### [About this exercise]
Copy out the lines of the material that include the string "ystride".

□ □ □

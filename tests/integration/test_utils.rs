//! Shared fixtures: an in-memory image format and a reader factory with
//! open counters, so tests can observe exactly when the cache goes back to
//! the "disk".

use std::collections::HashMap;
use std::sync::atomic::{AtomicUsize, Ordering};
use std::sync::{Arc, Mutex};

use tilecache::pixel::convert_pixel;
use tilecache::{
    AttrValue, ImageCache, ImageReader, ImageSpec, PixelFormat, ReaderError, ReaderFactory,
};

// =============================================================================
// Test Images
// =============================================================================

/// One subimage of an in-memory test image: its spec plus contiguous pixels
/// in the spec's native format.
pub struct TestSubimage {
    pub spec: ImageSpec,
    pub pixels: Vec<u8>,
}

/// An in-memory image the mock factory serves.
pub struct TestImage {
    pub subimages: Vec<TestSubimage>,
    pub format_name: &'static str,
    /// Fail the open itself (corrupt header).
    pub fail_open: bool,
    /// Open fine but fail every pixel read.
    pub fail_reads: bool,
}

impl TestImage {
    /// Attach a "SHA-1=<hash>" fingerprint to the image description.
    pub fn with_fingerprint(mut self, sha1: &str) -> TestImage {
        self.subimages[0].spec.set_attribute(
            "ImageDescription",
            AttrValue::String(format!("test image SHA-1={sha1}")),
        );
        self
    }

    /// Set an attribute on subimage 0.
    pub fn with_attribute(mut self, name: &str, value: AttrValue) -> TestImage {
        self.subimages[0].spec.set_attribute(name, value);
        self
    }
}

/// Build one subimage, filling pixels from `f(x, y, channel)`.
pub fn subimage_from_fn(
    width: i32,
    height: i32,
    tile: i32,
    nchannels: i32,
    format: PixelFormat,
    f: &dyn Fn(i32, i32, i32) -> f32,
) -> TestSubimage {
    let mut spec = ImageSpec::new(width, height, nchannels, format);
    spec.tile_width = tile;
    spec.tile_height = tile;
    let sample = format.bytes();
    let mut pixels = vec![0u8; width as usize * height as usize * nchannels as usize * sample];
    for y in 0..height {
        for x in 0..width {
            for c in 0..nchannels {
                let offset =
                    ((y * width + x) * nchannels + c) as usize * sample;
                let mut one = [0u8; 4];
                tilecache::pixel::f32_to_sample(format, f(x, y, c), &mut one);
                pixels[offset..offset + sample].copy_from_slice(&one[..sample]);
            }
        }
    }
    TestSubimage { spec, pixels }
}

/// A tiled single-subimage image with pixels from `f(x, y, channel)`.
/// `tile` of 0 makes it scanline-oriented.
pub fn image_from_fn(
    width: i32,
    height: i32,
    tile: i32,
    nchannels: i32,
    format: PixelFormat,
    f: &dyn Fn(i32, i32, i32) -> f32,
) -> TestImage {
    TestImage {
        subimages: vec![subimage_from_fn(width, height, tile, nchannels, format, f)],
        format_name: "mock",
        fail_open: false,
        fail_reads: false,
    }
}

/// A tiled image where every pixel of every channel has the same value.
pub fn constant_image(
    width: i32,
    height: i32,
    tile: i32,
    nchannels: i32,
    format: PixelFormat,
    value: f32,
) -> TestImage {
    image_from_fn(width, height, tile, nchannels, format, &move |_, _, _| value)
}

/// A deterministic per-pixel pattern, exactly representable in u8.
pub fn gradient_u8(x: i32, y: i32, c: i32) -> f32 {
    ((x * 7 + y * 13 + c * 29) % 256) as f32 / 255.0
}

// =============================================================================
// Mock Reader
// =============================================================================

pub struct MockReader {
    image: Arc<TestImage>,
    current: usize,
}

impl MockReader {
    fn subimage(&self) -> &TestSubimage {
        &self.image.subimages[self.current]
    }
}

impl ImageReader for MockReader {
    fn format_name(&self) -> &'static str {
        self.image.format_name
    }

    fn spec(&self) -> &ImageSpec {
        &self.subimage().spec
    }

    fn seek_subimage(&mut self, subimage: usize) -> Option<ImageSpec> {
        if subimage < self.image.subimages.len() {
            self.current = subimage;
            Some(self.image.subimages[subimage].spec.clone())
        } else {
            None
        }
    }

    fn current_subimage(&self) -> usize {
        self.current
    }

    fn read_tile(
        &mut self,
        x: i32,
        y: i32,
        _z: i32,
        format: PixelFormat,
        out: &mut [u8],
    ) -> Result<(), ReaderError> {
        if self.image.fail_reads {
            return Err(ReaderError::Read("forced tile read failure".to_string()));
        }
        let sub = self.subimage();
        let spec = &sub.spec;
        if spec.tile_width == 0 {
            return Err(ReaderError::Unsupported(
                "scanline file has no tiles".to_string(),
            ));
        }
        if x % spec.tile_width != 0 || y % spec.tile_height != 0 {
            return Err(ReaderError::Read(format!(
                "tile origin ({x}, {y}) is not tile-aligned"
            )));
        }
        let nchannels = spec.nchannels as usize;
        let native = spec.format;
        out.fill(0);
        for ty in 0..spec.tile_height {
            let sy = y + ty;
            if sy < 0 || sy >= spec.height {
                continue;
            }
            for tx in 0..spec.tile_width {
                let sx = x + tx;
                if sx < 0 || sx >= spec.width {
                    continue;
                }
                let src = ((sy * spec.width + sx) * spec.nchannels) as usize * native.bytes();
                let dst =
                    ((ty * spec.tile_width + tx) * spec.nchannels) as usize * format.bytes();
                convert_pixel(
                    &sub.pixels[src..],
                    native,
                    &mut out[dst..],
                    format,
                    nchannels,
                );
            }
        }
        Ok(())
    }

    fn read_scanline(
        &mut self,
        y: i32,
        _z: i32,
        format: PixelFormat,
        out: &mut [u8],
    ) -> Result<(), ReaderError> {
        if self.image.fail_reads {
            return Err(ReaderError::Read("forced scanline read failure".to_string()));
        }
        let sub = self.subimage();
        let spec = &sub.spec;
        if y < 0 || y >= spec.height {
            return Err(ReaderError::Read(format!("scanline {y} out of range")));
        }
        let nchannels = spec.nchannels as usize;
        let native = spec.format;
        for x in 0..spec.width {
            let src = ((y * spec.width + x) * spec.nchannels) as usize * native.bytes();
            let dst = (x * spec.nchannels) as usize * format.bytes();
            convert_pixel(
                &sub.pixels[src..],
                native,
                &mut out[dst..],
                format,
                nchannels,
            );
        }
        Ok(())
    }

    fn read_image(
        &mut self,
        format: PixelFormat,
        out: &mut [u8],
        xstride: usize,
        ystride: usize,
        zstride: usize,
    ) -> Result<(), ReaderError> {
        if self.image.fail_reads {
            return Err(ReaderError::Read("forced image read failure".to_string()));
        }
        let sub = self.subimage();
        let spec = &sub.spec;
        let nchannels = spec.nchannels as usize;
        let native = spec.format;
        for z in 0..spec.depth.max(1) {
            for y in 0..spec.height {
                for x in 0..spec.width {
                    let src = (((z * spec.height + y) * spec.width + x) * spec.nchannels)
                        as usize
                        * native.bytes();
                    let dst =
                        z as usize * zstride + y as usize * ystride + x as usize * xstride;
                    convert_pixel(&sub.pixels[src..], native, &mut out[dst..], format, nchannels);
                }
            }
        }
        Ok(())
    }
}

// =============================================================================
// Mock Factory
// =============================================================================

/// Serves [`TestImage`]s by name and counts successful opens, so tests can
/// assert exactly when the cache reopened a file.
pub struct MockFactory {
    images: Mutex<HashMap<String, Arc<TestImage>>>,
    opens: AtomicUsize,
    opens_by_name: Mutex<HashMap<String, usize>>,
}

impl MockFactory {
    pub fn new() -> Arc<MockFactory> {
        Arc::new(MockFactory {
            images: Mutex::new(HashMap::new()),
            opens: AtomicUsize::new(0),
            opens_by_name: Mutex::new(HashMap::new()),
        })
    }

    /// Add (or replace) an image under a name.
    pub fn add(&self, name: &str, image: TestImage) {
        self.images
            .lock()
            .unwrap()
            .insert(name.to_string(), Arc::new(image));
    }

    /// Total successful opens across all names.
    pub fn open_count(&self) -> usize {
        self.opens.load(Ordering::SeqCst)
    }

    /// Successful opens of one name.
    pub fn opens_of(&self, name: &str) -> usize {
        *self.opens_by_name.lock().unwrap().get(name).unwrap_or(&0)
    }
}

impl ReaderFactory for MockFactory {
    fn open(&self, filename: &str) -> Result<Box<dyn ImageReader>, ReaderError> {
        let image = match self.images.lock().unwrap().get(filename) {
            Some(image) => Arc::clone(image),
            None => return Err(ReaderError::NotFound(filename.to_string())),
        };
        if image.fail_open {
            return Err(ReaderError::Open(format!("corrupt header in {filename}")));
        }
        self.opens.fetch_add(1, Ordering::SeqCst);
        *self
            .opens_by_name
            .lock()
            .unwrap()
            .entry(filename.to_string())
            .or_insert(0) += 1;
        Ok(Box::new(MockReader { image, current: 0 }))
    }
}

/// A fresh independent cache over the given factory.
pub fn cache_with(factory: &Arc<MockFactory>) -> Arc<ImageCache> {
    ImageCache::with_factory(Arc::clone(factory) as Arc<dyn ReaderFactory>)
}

□ □ □

### [Solution to this exercise]
        ystride: usize,
                        z as usize * zstride + y as usize * ystride + x as usize * xstride;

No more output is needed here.